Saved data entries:
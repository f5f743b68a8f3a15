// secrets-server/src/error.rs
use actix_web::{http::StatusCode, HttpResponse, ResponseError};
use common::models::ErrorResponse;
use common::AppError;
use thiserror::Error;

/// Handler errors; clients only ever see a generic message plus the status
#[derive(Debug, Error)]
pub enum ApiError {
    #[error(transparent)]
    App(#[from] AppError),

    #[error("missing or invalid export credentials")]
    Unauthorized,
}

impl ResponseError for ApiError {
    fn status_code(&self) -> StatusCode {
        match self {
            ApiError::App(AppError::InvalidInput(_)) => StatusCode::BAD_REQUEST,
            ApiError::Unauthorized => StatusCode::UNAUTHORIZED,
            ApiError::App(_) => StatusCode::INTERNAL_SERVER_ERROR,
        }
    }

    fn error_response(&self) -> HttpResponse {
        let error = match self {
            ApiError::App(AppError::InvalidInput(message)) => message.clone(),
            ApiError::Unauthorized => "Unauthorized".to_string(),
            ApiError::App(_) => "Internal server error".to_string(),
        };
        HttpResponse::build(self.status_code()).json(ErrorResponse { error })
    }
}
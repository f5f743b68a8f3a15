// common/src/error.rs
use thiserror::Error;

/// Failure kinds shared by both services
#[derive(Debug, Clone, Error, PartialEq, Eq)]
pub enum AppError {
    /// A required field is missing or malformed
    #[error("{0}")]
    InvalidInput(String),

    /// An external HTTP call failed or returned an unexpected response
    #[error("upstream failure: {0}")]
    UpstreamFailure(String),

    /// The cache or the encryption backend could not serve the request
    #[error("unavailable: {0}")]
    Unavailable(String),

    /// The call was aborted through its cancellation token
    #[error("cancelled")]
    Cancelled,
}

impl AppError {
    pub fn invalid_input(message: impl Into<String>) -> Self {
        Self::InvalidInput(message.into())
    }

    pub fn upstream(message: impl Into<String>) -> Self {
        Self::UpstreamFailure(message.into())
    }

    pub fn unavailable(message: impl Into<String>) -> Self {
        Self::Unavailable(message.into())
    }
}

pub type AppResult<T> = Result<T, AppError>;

==

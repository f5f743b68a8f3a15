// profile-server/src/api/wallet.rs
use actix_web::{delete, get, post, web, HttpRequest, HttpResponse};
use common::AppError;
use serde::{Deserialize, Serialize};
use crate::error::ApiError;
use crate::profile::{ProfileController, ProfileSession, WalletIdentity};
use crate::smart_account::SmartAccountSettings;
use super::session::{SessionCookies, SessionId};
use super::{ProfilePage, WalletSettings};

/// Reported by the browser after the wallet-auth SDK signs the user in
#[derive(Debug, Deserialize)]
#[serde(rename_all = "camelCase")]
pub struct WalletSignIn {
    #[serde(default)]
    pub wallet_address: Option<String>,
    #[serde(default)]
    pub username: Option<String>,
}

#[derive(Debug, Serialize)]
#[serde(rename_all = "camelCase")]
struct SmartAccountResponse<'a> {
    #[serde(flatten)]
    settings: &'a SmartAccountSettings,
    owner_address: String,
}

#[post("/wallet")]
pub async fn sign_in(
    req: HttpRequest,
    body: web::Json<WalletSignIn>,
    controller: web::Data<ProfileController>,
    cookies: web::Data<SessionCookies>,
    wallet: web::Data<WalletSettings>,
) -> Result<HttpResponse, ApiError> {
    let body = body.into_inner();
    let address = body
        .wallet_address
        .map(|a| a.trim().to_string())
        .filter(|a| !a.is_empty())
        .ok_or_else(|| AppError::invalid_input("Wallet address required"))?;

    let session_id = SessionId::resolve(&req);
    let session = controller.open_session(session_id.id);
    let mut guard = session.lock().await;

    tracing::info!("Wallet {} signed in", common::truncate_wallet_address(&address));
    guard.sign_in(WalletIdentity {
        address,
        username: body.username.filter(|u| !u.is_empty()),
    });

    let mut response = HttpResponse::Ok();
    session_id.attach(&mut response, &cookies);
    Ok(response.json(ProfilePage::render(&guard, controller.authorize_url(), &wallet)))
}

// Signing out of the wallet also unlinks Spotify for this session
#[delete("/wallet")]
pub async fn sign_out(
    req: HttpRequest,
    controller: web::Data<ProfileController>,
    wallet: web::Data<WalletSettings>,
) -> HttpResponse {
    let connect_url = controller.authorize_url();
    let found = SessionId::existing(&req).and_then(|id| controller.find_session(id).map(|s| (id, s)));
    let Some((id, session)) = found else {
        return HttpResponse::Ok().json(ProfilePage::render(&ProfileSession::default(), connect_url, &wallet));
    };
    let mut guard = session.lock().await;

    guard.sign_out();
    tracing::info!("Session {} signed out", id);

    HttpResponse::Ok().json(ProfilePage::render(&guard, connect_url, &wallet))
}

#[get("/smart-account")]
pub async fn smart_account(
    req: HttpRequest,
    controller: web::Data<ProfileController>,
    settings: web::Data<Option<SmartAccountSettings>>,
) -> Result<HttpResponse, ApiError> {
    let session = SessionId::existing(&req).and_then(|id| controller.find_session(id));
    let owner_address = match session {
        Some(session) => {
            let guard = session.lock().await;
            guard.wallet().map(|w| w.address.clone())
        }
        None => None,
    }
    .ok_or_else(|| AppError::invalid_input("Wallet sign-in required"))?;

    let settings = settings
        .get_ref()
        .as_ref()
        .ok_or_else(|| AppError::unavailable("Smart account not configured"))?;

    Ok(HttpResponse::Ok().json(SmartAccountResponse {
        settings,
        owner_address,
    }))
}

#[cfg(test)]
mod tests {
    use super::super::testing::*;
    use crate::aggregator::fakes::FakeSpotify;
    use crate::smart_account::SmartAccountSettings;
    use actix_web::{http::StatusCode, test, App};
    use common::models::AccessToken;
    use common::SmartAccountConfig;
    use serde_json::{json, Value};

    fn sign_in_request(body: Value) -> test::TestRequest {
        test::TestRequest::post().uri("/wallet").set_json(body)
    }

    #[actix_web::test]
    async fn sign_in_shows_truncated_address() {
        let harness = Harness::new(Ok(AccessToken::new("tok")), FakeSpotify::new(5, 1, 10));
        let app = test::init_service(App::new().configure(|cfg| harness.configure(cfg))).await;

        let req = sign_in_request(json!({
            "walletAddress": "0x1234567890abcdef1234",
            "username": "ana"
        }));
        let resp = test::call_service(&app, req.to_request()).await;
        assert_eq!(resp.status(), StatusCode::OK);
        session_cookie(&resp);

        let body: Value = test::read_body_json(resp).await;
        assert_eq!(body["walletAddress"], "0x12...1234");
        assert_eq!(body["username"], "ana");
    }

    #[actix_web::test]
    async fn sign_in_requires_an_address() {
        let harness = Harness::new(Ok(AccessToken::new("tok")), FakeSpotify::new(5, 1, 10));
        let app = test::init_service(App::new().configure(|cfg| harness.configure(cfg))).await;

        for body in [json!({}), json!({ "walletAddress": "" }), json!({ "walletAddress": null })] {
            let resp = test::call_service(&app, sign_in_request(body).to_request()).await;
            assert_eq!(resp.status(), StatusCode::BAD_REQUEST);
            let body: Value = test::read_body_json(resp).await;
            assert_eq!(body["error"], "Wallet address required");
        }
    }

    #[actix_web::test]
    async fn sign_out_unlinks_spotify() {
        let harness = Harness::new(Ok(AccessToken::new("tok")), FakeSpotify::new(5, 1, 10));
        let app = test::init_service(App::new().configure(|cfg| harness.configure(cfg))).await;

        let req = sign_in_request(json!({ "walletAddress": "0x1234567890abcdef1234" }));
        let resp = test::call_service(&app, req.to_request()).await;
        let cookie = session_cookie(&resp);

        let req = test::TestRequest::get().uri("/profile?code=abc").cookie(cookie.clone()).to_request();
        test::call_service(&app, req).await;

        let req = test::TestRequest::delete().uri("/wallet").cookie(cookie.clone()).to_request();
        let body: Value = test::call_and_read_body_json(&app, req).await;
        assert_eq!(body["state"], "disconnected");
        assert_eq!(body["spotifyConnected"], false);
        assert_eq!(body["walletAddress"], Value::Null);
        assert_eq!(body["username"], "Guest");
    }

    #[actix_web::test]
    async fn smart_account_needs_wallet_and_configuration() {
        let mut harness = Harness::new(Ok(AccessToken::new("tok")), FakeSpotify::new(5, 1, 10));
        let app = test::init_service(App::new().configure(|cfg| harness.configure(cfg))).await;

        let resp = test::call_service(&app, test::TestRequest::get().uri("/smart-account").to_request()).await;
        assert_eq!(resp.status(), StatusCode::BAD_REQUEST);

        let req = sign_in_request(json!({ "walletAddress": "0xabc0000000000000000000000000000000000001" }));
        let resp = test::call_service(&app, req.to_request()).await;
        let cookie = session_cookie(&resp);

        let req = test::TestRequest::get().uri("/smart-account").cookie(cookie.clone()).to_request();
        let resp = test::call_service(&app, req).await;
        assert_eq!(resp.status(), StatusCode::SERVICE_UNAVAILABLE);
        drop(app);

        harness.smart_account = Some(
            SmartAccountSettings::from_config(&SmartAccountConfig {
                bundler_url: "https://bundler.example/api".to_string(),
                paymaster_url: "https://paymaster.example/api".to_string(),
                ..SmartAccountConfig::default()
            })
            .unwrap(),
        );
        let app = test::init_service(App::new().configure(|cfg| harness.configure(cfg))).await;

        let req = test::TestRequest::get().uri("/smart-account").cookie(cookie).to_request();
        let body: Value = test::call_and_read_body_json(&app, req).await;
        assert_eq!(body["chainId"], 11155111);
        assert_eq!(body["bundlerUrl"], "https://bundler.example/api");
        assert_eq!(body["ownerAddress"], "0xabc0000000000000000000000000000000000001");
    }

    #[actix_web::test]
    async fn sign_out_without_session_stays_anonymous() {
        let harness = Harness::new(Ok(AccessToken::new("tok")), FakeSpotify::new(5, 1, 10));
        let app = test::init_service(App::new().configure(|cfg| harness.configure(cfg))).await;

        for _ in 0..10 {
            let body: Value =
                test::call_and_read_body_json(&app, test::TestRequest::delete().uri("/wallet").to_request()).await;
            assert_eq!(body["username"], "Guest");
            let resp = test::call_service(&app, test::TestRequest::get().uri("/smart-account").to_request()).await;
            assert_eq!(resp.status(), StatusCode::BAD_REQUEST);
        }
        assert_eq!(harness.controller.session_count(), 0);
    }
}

**Task details**
In the records above, how many lines hold the string "SmartAccountResponse"? Reply with only the number.

**Output of the exercise**
2